Mr. Cahill is the Series Editor of the Humanitarian Affairs Series at Fordham University Press. He is currently co-authoring a textbook in Humanitarian Studies, to be published by University of Toronto Press. He received his BA from Colby College and his MBA from Fordham University.

Besides his work for the IIHA and the CIHC, Brendan sits on the boards of the American Irish Historical Society, the Bartow Pell Conservancy, and the Pelham Preservation Society. He is a member of the Advisory Board of The Humanitarian Centre of University College Dublin, the Executive Board of the Jesuit Universities Humanitarian Action Network, and on the Curriculum Oversight and Steering Committee of Jesuit World Learning (JWL). He is an active member of the Strategic Planning Committee for Fordham University's Graduate School of Arts and Sciences. He is a Trustee of The Helen Hamlyn Trust in London and a Director of the KMC Foundation in New York.
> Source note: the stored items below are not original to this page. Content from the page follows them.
//! # Linux O(n)
//!
//! The 2.4-era shape: Unix nice priorities in `[-20, 19]`, slice
//! `(20 - nice) * 2 * time_scale`, selection by the goodness score
//! `slice + 20 - nice`, and the epoch recompute
//! `round(slice/2) + (20 - nice) * 2 * time_scale` when every runnable
//! slice is spent.

use std::collections::HashMap;

use serde::Deserialize;
use serde_json::Value;

use crate::error::{ConfigError, ProtocolError, SimResult};
use crate::sched::queue::FifoQueue;
use crate::sched::traits::{parse_params, PolicyCtx, SchedPolicy};
use crate::task::{TaskFlags, TaskTable};
use crate::time::SimTime;
use crate::TaskId;

fn default_time_scale() -> u64 {
    1
}

#[derive(Debug, Deserialize)]
#[serde(deny_unknown_fields)]
struct LinuxOnParams {
    #[serde(default = "default_time_scale")]
    time_scale: u64,
}

impl Default for LinuxOnParams {
    fn default() -> Self {
        Self { time_scale: default_time_scale() }
    }
}

/// Linux O(n) policy state.
#[derive(Debug)]
pub struct LinuxOnPolicy {
    list: FifoQueue,
    time_scale: u64,
    /// Remaining slice per owned task.
    slices: HashMap<TaskId, i64>,
    /// `exec_time` snapshot at pick, for elapsed accounting.
    picked_exec: HashMap<TaskId, SimTime>,
}

impl LinuxOnPolicy {
    /// New, empty policy.
    pub fn new() -> Self {
        Self {
            list: FifoQueue::new(),
            time_scale: default_time_scale(),
            slices: HashMap::new(),
            picked_exec: HashMap::new(),
        }
    }

    fn base_slice(&self, nice: i64) -> i64 {
        (20 - nice) * 2 * self.time_scale as i64
    }

    fn goodness(&self, task: TaskId, nice: i64) -> i64 {
        self.slices.get(&task).copied().unwrap_or(0) + 20 - nice
    }

    /// The queued task with the best goodness (ties keep list order).
    fn best_queued(&self, ctx: &PolicyCtx<'_>) -> Option<TaskId> {
        let mut best: Option<(TaskId, i64)> = None;
        for task in self.list.iter() {
            let score = self.goodness(task, ctx.tasks[task].behavior.priority);
            if best.map_or(true, |(_, b)| score > b) {
                best = Some((task, score));
            }
        }
        best.map(|(task, _)| task)
    }

    fn all_queued_spent(&self) -> bool {
        self.list
            .iter()
            .all(|t| self.slices.get(&t).copied().unwrap_or(0) <= 0)
    }

    fn recompute_slices(&mut self, ctx: &PolicyCtx<'_>) {
        let time_scale = self.time_scale as i64;
        for (&task, slice) in self.slices.iter_mut() {
            let nice = ctx.tasks[task].behavior.priority;
            *slice = (*slice as f64 / 2.0).round() as i64 + (20 - nice) * 2 * time_scale;
        }
    }
}

impl Default for LinuxOnPolicy {
    fn default() -> Self {
        Self::new()
    }
}

impl SchedPolicy for LinuxOnPolicy {
    fn name(&self) -> &'static str {
        "linux_on"
    }

    fn init(
        &mut self,
        params: Option<&Value>,
        tasks: &TaskTable,
        members: &[TaskId],
    ) -> Result<(), ConfigError> {
        let params: LinuxOnParams = parse_params(self.name(), params)?;
        if params.time_scale == 0 {
            return Err(ConfigError::BadClassParam {
                class: self.name().to_string(),
                param: "time_scale".to_string(),
                reason: "must be > 0".to_string(),
            });
        }
        self.time_scale = params.time_scale;
        self.list.clear();
        self.picked_exec.clear();
        self.slices.clear();
        for &t in members {
            let nice = tasks[t].behavior.priority;
            if !(-20..=19).contains(&nice) {
                return Err(ConfigError::PriorityOutOfRange {
                    pname: tasks[t].pname.clone(),
                    priority: nice,
                    class: self.name().to_string(),
                });
            }
            self.slices.insert(t, self.base_slice(nice));
        }
        Ok(())
    }

    fn enqueue(&mut self, ctx: &mut PolicyCtx<'_>, task: TaskId) -> SimResult<()> {
        if self.list.contains(task) {
            return Err(ProtocolError::AlreadyQueued { policy: self.name(), task }.into());
        }
        let nice = ctx.tasks[task].behavior.priority;
        let base = self.base_slice(nice);
        self.slices.entry(task).or_insert(base);
        self.list.push_back(task);
        ctx.tasks[task].flags.insert(TaskFlags::ON_RQ);
        Ok(())
    }

    fn dequeue(&mut self, ctx: &mut PolicyCtx<'_>, task: TaskId) -> SimResult<()> {
        if !self.list.remove(task) {
            return Err(ProtocolError::NotQueued { policy: self.name(), task }.into());
        }
        ctx.tasks[task].flags.remove(TaskFlags::ON_RQ);
        Ok(())
    }

    fn pick_next(&mut self, ctx: &mut PolicyCtx<'_>) -> Option<TaskId> {
        if self.list.is_empty() {
            return None;
        }
        if self.all_queued_spent() {
            self.recompute_slices(ctx);
        }
        let next = self.best_queued(ctx)?;
        self.list.remove(next);
        self.picked_exec.insert(next, ctx.tasks[next].exec_time);
        ctx.tasks[next].flags.remove(TaskFlags::ON_RQ);
        Some(next)
    }

    fn put_prev(&mut self, ctx: &mut PolicyCtx<'_>, prev: TaskId) -> SimResult<()> {
        if let Some(start) = self.picked_exec.remove(&prev) {
            let elapsed = (ctx.tasks[prev].exec_time - start) as i64;
            *self.slices.entry(prev).or_insert(0) -= elapsed;
        }
        let task = &mut ctx.tasks[prev];
        if task.runnable() && !task.on_rq() {
            task.flags.insert(TaskFlags::ON_RQ);
            self.list.push_back(prev);
        }
        Ok(())
    }

    fn check_preempt(&mut self, _ctx: &mut PolicyCtx<'_>, _task: TaskId) {}

    fn task_tick(&mut self, ctx: &mut PolicyCtx<'_>) {
        let current = ctx.current;
        let (Some(&slice), Some(&start)) =
            (self.slices.get(&current), self.picked_exec.get(&current))
        else {
            return;
        };
        let elapsed = (ctx.tasks[current].exec_time - start) as i64;
        if slice - elapsed <= 0 {
            *ctx.resched = true;
        }
    }
}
He is married with four children and lives in Pelham, New York.

Phone: 718-817-5694

Larry Hollingworth, CBE - Humanitarian Programs Director

Larry Hollingworth, Humanitarian Programs Director

Larry Hollingworth is the Humanitarian Programs Director for the Center for International Humanitarian Cooperation (CIHC) and Visiting Professor of Humanitarian Studies at the Institute of International Humanitarian Affairs (IIHA) at Fordham University in New York. Over the past decade, Mr. Hollingworth served as Humanitarian Coordinator on CIHC-supported missions for the United Nations in Iraq, Lebanon, East Timor, Palestine, and Pakistan. After serving as a British Army officer for thirty years, Mr. Hollingworth joined the United Nations High Commissioner for Refugees (UNHCR) and held assignments in Sudan, Ethiopia and Eritrea. He was appointed UNHCR Chief of Operations in Sarajevo during the siege of the city in the Balkan conflict. Mr. Hollingworth has also worked with the United Nations World Food Programme (WFP), the International Committee of the Red Cross (ICRC), the United Nations Relief and Works Agency (UNRWA), and the United Nations Office for the Coordination of Humanitarian Affairs (OCHA). He was awarded Commander of the British Empire (CBE) in 2002 and honored by the U.S Department of State on the 60th Anniversary of the 1951 Convention Related to the Status of Refugees in 2011. Mr. Hollingworth is a frequent lecturer on relief and refugee topics in universities and is a commentator on humanitarian issues for the BBC. In his current role as Humanitarian Programs Director, which he has held for over 15 years, Mr. Hollingworth directs humanitarian training courses for participants from or intending to enter the humanitarian aid world. He has directed 48 one-month courses and more than 50 one-week courses, of which there are over 2,300 alumni.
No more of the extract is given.